Stored data
------------------------------

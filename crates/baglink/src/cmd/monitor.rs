use std::sync::atomic::{AtomicBool, Ordering};
use std::sync::mpsc::RecvTimeoutError;
use std::sync::Arc;
use std::time::Duration;

use tracing::warn;

use baglink_session::{BagSession, SessionEvent};
use baglink_transport::EndpointDescriptor;

use crate::cmd::{parse_duration, MonitorArgs};
use crate::exit::{session_error, CliError, CliResult, FAILURE, SUCCESS, USAGE};
use crate::output::{print_event, OutputFormat};

const POLL_INTERVAL: Duration = Duration::from_millis(200);

pub fn run(args: MonitorArgs, format: OutputFormat) -> CliResult<i32> {
    let endpoint: EndpointDescriptor = args
        .endpoint
        .parse()
        .map_err(|err| CliError::new(USAGE, format!("{err}")))?;
    let delay = parse_duration(&args.delay)?;

    let running = Arc::new(AtomicBool::new(true));
    install_ctrlc_handler(running.clone())?;

    let mut session = BagSession::default();
    let mut printed = 0usize;
    let mut failures = 0u32;

    'outer: while running.load(Ordering::SeqCst) {
        if let Err(err) = session.connect(&endpoint) {
            // Reconnection policy is ours, not the session's.
            failures += 1;
            if !args.reconnect || failures >= args.attempts {
                return Err(session_error("connect failed", err));
            }
            warn!(%err, attempt = failures, "connect failed; retrying");
            std::thread::sleep(delay);
            continue;
        }
        failures = 0;

        let rx = match session.listen() {
            Ok(Some(rx)) => rx,
            Ok(None) => continue,
            Err(err) => return Err(session_error("listen failed", err)),
        };

        loop {
            match rx.recv_timeout(POLL_INTERVAL) {
                Ok(event) => {
                    let lost = matches!(event, SessionEvent::Disconnected { .. });
                    print_event(&event, format);
                    printed = printed.saturating_add(1);

                    if args.count.is_some_and(|count| printed >= count) {
                        break 'outer;
                    }
                    if lost {
                        break;
                    }
                }
                Err(RecvTimeoutError::Timeout) => {
                    if !running.load(Ordering::SeqCst) {
                        break 'outer;
                    }
                }
                Err(RecvTimeoutError::Disconnected) => break,
            }
        }

        if !args.reconnect {
            session.disconnect();
            return Ok(FAILURE);
        }
        failures += 1;
        if failures >= args.attempts {
            session.disconnect();
            return Ok(FAILURE);
        }
        if running.load(Ordering::SeqCst) {
            std::thread::sleep(delay);
        }
    }

    session.disconnect();
    Ok(SUCCESS)
}

fn install_ctrlc_handler(running: Arc<AtomicBool>) -> CliResult<()> {
    ctrlc::set_handler(move || {
        running.store(false, Ordering::SeqCst);
    })
    .map_err(|err| {
        CliError::new(
            crate::exit::INTERNAL,
            format!("signal handler setup failed: {err}"),
        )
    })
}
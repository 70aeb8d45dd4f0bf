use bytes::{Bytes, BytesMut};
use tracing::warn;

/// Maximum accepted frame length in bytes, terminator excluded.
///
/// Real telemetry frames are ~30 bytes; anything past this is line noise
/// from a garbling link and is discarded until the next terminator.
pub const MAX_FRAME_LEN: usize = 256;

const INITIAL_CARRY_CAPACITY: usize = 1024;

/// Line decoder owning one carry-over buffer.
///
/// [`push`](Self::push) drains every complete newline-terminated frame from
/// the buffered stream; bytes after the last terminator stay in the carry
/// buffer for the next call, so no partial frame is ever handed out and no
/// byte is dropped across arbitrary chunk splits. A trailing `\r` before the
/// terminator is stripped (CRLF-emitting firmware).
///
/// Exactly one decoder exists per session; the session's read loop is its
/// only user. Frames longer than [`MAX_FRAME_LEN`] are discarded and counted,
/// and the decoder resynchronizes at the next terminator.
#[derive(Debug)]
pub struct LineDecoder {
    carry: BytesMut,
    discarding: bool,
    discarded: u64,
}

impl Default for LineDecoder {
    fn default() -> Self {
        Self::new()
    }
}

impl LineDecoder {
    pub fn new() -> Self {
        Self {
            carry: BytesMut::with_capacity(INITIAL_CARRY_CAPACITY),
            discarding: false,
            discarded: 0,
        }
    }

    /// Feed a raw chunk from the link; returns every frame it completes.
    pub fn push(&mut self, chunk: &[u8]) -> Vec<Bytes> {
        self.carry.extend_from_slice(chunk);

        let mut frames = Vec::new();
        loop {
            match self.carry.iter().position(|&b| b == b'\n') {
                Some(pos) => {
                    if self.discarding {
                        // Tail of an oversized line already counted.
                        let _ = self.carry.split_to(pos + 1);
                        self.discarding = false;
                        continue;
                    }
                    if pos > MAX_FRAME_LEN {
                        warn!(len = pos, "discarding oversized frame");
                        let _ = self.carry.split_to(pos + 1);
                        self.discarded += 1;
                        continue;
                    }
                    let mut line = self.carry.split_to(pos + 1);
                    line.truncate(pos);
                    if line.last() == Some(&b'\r') {
                        line.truncate(line.len() - 1);
                    }
                    frames.push(line.freeze());
                }
                None => {
                    if !self.discarding && self.carry.len() > MAX_FRAME_LEN {
                        warn!(len = self.carry.len(), "discarding oversized frame");
                        self.carry.clear();
                        self.discarding = true;
                        self.discarded += 1;
                    } else if self.discarding {
                        self.carry.clear();
                    }
                    break;
                }
            }
        }
        frames
    }

    /// Bytes currently held as an incomplete frame.
    pub fn carry_len(&self) -> usize {
        self.carry.len()
    }

    /// Frames discarded as oversized line noise since creation.
    pub fn discarded(&self) -> u64 {
        self.discarded
    }

    /// Drop any buffered partial frame (link teardown).
    pub fn clear(&mut self) {
        self.carry.clear();
        self.discarding = false;
    }
}

#[cfg(test)]
mod tests {
    use super::*;

    fn texts(frames: &[Bytes]) -> Vec<&str> {
        frames
            .iter()
            .map(|f| std::str::from_utf8(f).unwrap())
            .collect()
    }

    #[test]
    fn splits_complete_lines_and_keeps_remainder() {
        let mut decoder = LineDecoder::new();
        let frames = decoder.push(b"85,24.50,15.10,0,1,0.12\nID:SB000001\n40,er");

        assert_eq!(texts(&frames), vec!["85,24.50,15.10,0,1,0.12", "ID:SB000001"]);
        assert_eq!(decoder.carry_len(), 5);
    }

    #[test]
    fn strips_carriage_return() {
        let mut decoder = LineDecoder::new();
        let frames = decoder.push(b"ID:SB000001\r\n");
        assert_eq!(texts(&frames), vec!["ID:SB000001"]);
    }

    #[test]
    fn empty_line_yields_empty_frame() {
        let mut decoder = LineDecoder::new();
        let frames = decoder.push(b"\n");
        assert_eq!(frames.len(), 1);
        assert!(frames[0].is_empty());
    }

    #[test]
    fn arbitrary_chunking_is_lossless() {
        let stream = b"85,24.50,15.10,0,1,0.12\n40,er,15.10,1,0,3.0\nID:SB000001\n90,21.00,4.90,1,2,-0.40\n";

        // Reference: decode in one shot.
        let mut reference = LineDecoder::new();
        let expected = reference.push(stream);

        // Every split point in a few chunk sizes.
        for chunk_size in [1, 2, 3, 5, 7, 16, 64] {
            let mut decoder = LineDecoder::new();
            let mut frames = Vec::new();
            for chunk in stream.chunks(chunk_size) {
                frames.extend(decoder.push(chunk));
            }
            assert_eq!(frames, expected, "chunk size {chunk_size}");
            assert_eq!(decoder.carry_len(), 0);
        }
    }

    #[test]
    fn oversized_line_is_discarded_and_resyncs() {
        let mut decoder = LineDecoder::new();
        let mut garbage = vec![b'x'; MAX_FRAME_LEN + 40];
        garbage.push(b'\n');
        garbage.extend_from_slice(b"85,24.50,15.10,0,1,0.12\n");

        let frames = decoder.push(&garbage);
        assert_eq!(texts(&frames), vec!["85,24.50,15.10,0,1,0.12"]);
        assert_eq!(decoder.discarded(), 1);
    }

    #[test]
    fn oversized_line_split_across_pushes_counts_once() {
        let mut decoder = LineDecoder::new();
        assert!(decoder.push(&vec![b'x'; MAX_FRAME_LEN + 1]).is_empty());
        assert!(decoder.push(&vec![b'x'; 100]).is_empty());
        let frames = decoder.push(b"\n90,21.00,4.90,1,2,-0.40\n");

        assert_eq!(texts(&frames), vec!["90,21.00,4.90,1,2,-0.40"]);
        assert_eq!(decoder.discarded(), 1);
        assert_eq!(decoder.carry_len(), 0);
    }

    #[test]
    fn clear_drops_partial_frame() {
        let mut decoder = LineDecoder::new();
        decoder.push(b"85,24.");
        assert_eq!(decoder.carry_len(), 6);
        decoder.clear();
        assert_eq!(decoder.carry_len(), 0);

        // A fresh stream decodes normally afterwards.
        let frames = decoder.push(b"ID:SB000001\n");
        assert_eq!(texts(&frames), vec!["ID:SB000001"]);
    }
}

------------------------------

ASSIGNMENT:
The lines to copy are those above that contain "discarding".

RESPONSE TO THE EXERCISE:
    discarding: bool,
            discarding: false,
                    if self.discarding {
                        self.discarding = false;
                        warn!(len = pos, "discarding oversized frame");
                    if !self.discarding && self.carry.len() > MAX_FRAME_LEN {
                        warn!(len = self.carry.len(), "discarding oversized frame");
                        self.discarding = true;
                    } else if self.discarding {
        self.discarding = false;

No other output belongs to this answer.